▼

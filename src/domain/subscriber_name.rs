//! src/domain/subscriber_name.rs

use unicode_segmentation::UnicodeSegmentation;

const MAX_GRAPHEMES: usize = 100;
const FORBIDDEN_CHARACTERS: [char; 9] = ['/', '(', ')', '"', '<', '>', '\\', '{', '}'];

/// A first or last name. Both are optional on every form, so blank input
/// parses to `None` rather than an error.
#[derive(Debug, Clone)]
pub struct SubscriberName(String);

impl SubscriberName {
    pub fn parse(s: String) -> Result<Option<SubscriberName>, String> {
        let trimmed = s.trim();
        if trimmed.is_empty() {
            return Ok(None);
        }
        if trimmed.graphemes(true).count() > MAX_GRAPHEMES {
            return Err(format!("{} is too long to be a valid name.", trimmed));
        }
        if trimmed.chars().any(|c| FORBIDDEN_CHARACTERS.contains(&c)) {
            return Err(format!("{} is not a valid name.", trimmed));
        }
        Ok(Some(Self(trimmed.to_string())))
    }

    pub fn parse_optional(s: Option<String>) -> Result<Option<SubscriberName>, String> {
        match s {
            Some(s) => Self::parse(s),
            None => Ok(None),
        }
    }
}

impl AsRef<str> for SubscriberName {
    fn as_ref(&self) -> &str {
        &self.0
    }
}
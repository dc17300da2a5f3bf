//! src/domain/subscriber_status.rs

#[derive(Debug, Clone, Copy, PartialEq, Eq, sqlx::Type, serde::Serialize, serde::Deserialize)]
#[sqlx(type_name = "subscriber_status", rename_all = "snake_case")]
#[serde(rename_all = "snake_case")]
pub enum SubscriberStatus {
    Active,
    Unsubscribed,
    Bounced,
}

▲

▸ **Work instructions**:
Would you copy out all of the entries exactly?

▸ **Answer section**:
filename src/domain/subscriber_name.rs
//! src/domain/subscriber_name.rs

use unicode_segmentation::UnicodeSegmentation;

const MAX_GRAPHEMES: usize = 100;
const FORBIDDEN_CHARACTERS: [char; 9] = ['/', '(', ')', '"', '<', '>', '\\', '{', '}'];

/// A first or last name. Both are optional on every form, so blank input
/// parses to `None` rather than an error.
#[derive(Debug, Clone)]
pub struct SubscriberName(String);

impl SubscriberName {
    pub fn parse(s: String) -> Result<Option<SubscriberName>, String> {
        let trimmed = s.trim();
        if trimmed.is_empty() {
            return Ok(None);
        }
        if trimmed.graphemes(true).count() > MAX_GRAPHEMES {
            return Err(format!("{} is too long to be a valid name.", trimmed));
        }
        if trimmed.chars().any(|c| FORBIDDEN_CHARACTERS.contains(&c)) {
            return Err(format!("{} is not a valid name.", trimmed));
        }
        Ok(Some(Self(trimmed.to_string())))
    }

    pub fn parse_optional(s: Option<String>) -> Result<Option<SubscriberName>, String> {
        match s {
            Some(s) => Self::parse(s),
            None => Ok(None),
        }
    }
}

impl AsRef<str> for SubscriberName {
    fn as_ref(&self) -> &str {
        &self.0
    }
}
repository dc17300da2a5f3bf
//! src/domain/subscriber_status.rs

#[derive(Debug, Clone, Copy, PartialEq, Eq, sqlx::Type, serde::Serialize, serde::Deserialize)]
#[sqlx(type_name = "subscriber_status", rename_all = "snake_case")]
#[serde(rename_all = "snake_case")]
pub enum SubscriberStatus {
    Active,
    Unsubscribed,
    Bounced,
}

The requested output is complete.